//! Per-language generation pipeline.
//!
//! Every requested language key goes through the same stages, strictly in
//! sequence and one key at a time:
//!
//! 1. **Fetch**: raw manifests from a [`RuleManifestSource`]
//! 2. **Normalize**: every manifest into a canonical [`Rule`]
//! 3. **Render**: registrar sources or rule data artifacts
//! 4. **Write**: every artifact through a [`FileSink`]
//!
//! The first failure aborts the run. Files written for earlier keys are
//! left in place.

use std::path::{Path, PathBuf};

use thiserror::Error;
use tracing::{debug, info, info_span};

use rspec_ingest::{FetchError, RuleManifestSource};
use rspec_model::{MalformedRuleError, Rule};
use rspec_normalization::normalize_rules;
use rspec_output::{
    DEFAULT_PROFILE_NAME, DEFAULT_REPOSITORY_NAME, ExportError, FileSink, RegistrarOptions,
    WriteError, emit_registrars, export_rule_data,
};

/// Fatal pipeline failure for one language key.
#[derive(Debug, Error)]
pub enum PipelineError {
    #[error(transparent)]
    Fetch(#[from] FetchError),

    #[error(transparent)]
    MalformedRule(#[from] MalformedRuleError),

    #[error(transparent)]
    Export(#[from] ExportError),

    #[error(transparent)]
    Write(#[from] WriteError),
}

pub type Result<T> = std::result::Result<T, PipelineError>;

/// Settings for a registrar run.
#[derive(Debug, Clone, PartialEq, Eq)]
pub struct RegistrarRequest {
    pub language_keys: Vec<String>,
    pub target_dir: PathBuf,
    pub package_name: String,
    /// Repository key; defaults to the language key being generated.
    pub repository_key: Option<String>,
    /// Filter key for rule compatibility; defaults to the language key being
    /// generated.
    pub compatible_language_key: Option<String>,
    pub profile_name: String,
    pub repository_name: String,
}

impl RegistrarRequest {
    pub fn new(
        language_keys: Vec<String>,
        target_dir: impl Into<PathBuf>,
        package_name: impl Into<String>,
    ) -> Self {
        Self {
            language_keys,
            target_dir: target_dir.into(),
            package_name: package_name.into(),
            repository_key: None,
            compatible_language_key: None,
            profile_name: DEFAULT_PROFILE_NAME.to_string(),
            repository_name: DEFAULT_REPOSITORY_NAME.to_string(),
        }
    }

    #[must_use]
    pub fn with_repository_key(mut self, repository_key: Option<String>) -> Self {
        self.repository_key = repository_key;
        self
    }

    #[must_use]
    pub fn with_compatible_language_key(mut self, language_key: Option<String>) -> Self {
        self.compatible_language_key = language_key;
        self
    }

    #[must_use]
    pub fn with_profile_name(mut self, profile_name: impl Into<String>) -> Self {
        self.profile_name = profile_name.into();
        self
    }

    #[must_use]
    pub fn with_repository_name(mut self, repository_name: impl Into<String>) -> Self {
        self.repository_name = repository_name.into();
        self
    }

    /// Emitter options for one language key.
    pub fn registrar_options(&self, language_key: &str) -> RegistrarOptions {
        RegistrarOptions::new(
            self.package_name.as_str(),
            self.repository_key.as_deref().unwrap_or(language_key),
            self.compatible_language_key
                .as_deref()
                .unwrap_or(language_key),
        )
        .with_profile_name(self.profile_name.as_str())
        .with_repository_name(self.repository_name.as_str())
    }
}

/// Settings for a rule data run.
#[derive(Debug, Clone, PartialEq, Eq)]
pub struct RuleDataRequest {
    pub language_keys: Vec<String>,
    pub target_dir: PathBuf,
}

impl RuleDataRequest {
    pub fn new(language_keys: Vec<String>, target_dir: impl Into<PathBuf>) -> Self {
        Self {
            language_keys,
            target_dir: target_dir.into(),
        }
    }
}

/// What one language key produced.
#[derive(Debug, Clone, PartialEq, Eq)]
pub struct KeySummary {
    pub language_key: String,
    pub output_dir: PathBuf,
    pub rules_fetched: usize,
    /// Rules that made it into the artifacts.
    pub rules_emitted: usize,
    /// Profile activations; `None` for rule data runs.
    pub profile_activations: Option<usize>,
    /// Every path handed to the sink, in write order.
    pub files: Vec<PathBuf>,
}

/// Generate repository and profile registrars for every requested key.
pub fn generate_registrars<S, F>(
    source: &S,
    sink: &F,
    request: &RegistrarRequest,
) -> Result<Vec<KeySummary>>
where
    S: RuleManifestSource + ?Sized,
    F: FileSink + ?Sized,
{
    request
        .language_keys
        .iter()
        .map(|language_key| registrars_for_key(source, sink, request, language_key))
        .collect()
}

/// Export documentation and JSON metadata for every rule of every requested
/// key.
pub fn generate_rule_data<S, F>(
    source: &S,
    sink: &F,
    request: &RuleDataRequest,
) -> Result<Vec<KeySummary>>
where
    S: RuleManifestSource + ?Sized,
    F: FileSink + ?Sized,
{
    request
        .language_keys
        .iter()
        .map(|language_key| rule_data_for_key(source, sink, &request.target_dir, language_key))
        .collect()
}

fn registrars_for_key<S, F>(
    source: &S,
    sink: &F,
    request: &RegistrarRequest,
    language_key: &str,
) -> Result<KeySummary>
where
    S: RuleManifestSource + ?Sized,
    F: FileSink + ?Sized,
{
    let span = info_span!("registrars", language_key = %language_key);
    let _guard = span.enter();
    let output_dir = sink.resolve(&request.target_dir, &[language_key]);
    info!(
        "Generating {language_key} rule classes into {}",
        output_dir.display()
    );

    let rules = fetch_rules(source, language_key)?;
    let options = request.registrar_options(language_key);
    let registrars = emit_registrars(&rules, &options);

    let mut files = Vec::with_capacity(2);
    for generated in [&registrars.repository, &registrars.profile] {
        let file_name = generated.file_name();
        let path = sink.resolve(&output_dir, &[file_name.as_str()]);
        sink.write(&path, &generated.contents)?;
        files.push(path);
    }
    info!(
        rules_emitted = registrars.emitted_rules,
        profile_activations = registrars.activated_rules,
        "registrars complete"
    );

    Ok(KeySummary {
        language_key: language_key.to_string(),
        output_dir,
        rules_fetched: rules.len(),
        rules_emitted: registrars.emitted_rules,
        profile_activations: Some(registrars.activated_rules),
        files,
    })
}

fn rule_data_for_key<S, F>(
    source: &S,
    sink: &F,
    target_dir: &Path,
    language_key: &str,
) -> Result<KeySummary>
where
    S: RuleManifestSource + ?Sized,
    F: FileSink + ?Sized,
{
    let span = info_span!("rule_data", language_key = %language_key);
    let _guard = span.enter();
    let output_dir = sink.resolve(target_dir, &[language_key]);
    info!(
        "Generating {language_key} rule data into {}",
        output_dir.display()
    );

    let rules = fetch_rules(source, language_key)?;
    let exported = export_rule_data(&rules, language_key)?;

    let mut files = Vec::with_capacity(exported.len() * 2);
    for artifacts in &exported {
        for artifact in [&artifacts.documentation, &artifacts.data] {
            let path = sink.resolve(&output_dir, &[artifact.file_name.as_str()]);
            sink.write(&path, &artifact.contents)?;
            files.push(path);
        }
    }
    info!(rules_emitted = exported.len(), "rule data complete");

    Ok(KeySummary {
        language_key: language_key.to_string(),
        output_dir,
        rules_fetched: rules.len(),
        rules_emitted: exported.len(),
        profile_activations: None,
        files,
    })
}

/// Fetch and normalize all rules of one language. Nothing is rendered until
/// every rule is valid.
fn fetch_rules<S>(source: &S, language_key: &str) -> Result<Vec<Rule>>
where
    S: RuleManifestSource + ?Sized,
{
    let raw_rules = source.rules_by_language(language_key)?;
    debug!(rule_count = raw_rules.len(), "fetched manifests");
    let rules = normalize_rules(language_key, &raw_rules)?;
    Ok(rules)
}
• • • • •
• _What is expected_: Give back the complete material verbatim.

• _Your response_:
//! Per-language generation pipeline.
//!
//! Every requested language key goes through the same stages, strictly in
//! sequence and one key at a time:
//!
//! 1. **Fetch**: raw manifests from a [`RuleManifestSource`]
//! 2. **Normalize**: every manifest into a canonical [`Rule`]
//! 3. **Render**: registrar sources or rule data artifacts
//! 4. **Write**: every artifact through a [`FileSink`]
//!
//! The first failure aborts the run. Files written for earlier keys are
//! left in place.

use std::path::{Path, PathBuf};

use thiserror::Error;
use tracing::{debug, info, info_span};

use rspec_ingest::{FetchError, RuleManifestSource};
use rspec_model::{MalformedRuleError, Rule};
use rspec_normalization::normalize_rules;
use rspec_output::{
    DEFAULT_PROFILE_NAME, DEFAULT_REPOSITORY_NAME, ExportError, FileSink, RegistrarOptions,
    WriteError, emit_registrars, export_rule_data,
};

/// Fatal pipeline failure for one language key.
#[derive(Debug, Error)]
pub enum PipelineError {
    #[error(transparent)]
    Fetch(#[from] FetchError),

    #[error(transparent)]
    MalformedRule(#[from] MalformedRuleError),

    #[error(transparent)]
    Export(#[from] ExportError),

    #[error(transparent)]
    Write(#[from] WriteError),
}

pub type Result<T> = std::result::Result<T, PipelineError>;

/// Settings for a registrar run.
#[derive(Debug, Clone, PartialEq, Eq)]
pub struct RegistrarRequest {
    pub language_keys: Vec<String>,
    pub target_dir: PathBuf,
    pub package_name: String,
    /// Repository key; defaults to the language key being generated.
    pub repository_key: Option<String>,
    /// Filter key for rule compatibility; defaults to the language key being
    /// generated.
    pub compatible_language_key: Option<String>,
    pub profile_name: String,
    pub repository_name: String,
}

impl RegistrarRequest {
    pub fn new(
        language_keys: Vec<String>,
        target_dir: impl Into<PathBuf>,
        package_name: impl Into<String>,
    ) -> Self {
        Self {
            language_keys,
            target_dir: target_dir.into(),
            package_name: package_name.into(),
            repository_key: None,
            compatible_language_key: None,
            profile_name: DEFAULT_PROFILE_NAME.to_string(),
            repository_name: DEFAULT_REPOSITORY_NAME.to_string(),
        }
    }

    #[must_use]
    pub fn with_repository_key(mut self, repository_key: Option<String>) -> Self {
        self.repository_key = repository_key;
        self
    }

    #[must_use]
    pub fn with_compatible_language_key(mut self, language_key: Option<String>) -> Self {
        self.compatible_language_key = language_key;
        self
    }

    #[must_use]
    pub fn with_profile_name(mut self, profile_name: impl Into<String>) -> Self {
        self.profile_name = profile_name.into();
        self
    }

    #[must_use]
    pub fn with_repository_name(mut self, repository_name: impl Into<String>) -> Self {
        self.repository_name = repository_name.into();
        self
    }

    /// Emitter options for one language key.
    pub fn registrar_options(&self, language_key: &str) -> RegistrarOptions {
        RegistrarOptions::new(
            self.package_name.as_str(),
            self.repository_key.as_deref().unwrap_or(language_key),
            self.compatible_language_key
                .as_deref()
                .unwrap_or(language_key),
        )
        .with_profile_name(self.profile_name.as_str())
        .with_repository_name(self.repository_name.as_str())
    }
}

/// Settings for a rule data run.
#[derive(Debug, Clone, PartialEq, Eq)]
pub struct RuleDataRequest {
    pub language_keys: Vec<String>,
    pub target_dir: PathBuf,
}

impl RuleDataRequest {
    pub fn new(language_keys: Vec<String>, target_dir: impl Into<PathBuf>) -> Self {
        Self {
            language_keys,
            target_dir: target_dir.into(),
        }
    }
}

/// What one language key produced.
#[derive(Debug, Clone, PartialEq, Eq)]
pub struct KeySummary {
    pub language_key: String,
    pub output_dir: PathBuf,
    pub rules_fetched: usize,
    /// Rules that made it into the artifacts.
    pub rules_emitted: usize,
    /// Profile activations; `None` for rule data runs.
    pub profile_activations: Option<usize>,
    /// Every path handed to the sink, in write order.
    pub files: Vec<PathBuf>,
}

/// Generate repository and profile registrars for every requested key.
pub fn generate_registrars<S, F>(
    source: &S,
    sink: &F,
    request: &RegistrarRequest,
) -> Result<Vec<KeySummary>>
where
    S: RuleManifestSource + ?Sized,
    F: FileSink + ?Sized,
{
    request
        .language_keys
        .iter()
        .map(|language_key| registrars_for_key(source, sink, request, language_key))
        .collect()
}

/// Export documentation and JSON metadata for every rule of every requested
/// key.
pub fn generate_rule_data<S, F>(
    source: &S,
    sink: &F,
    request: &RuleDataRequest,
) -> Result<Vec<KeySummary>>
where
    S: RuleManifestSource + ?Sized,
    F: FileSink + ?Sized,
{
    request
        .language_keys
        .iter()
        .map(|language_key| rule_data_for_key(source, sink, &request.target_dir, language_key))
        .collect()
}

fn registrars_for_key<S, F>(
    source: &S,
    sink: &F,
    request: &RegistrarRequest,
    language_key: &str,
) -> Result<KeySummary>
where
    S: RuleManifestSource + ?Sized,
    F: FileSink + ?Sized,
{
    let span = info_span!("registrars", language_key = %language_key);
    let _guard = span.enter();
    let output_dir = sink.resolve(&request.target_dir, &[language_key]);
    info!(
        "Generating {language_key} rule classes into {}",
        output_dir.display()
    );

    let rules = fetch_rules(source, language_key)?;
    let options = request.registrar_options(language_key);
    let registrars = emit_registrars(&rules, &options);

    let mut files = Vec::with_capacity(2);
    for generated in [&registrars.repository, &registrars.profile] {
        let file_name = generated.file_name();
        let path = sink.resolve(&output_dir, &[file_name.as_str()]);
        sink.write(&path, &generated.contents)?;
        files.push(path);
    }
    info!(
        rules_emitted = registrars.emitted_rules,
        profile_activations = registrars.activated_rules,
        "registrars complete"
    );

    Ok(KeySummary {
        language_key: language_key.to_string(),
        output_dir,
        rules_fetched: rules.len(),
        rules_emitted: registrars.emitted_rules,
        profile_activations: Some(registrars.activated_rules),
        files,
    })
}

fn rule_data_for_key<S, F>(
    source: &S,
    sink: &F,
    target_dir: &Path,
    language_key: &str,
) -> Result<KeySummary>
where
    S: RuleManifestSource + ?Sized,
    F: FileSink + ?Sized,
{
    let span = info_span!("rule_data", language_key = %language_key);
    let _guard = span.enter();
    let output_dir = sink.resolve(target_dir, &[language_key]);
    info!(
        "Generating {language_key} rule data into {}",
        output_dir.display()
    );

    let rules = fetch_rules(source, language_key)?;
    let exported = export_rule_data(&rules, language_key)?;

    let mut files = Vec::with_capacity(exported.len() * 2);
    for artifacts in &exported {
        for artifact in [&artifacts.documentation, &artifacts.data] {
            let path = sink.resolve(&output_dir, &[artifact.file_name.as_str()]);
            sink.write(&path, &artifact.contents)?;
            files.push(path);
        }
    }
    info!(rules_emitted = exported.len(), "rule data complete");

    Ok(KeySummary {
        language_key: language_key.to_string(),
        output_dir,
        rules_fetched: rules.len(),
        rules_emitted: exported.len(),
        profile_activations: None,
        files,
    })
}

/// Fetch and normalize all rules of one language. Nothing is rendered until
/// every rule is valid.
fn fetch_rules<S>(source: &S, language_key: &str) -> Result<Vec<Rule>>
where
    S: RuleManifestSource + ?Sized,
{
    let raw_rules = source.rules_by_language(language_key)?;
    debug!(rule_count = raw_rules.len(), "fetched manifests");
    let rules = normalize_rules(language_key, &raw_rules)?;
    Ok(rules)
}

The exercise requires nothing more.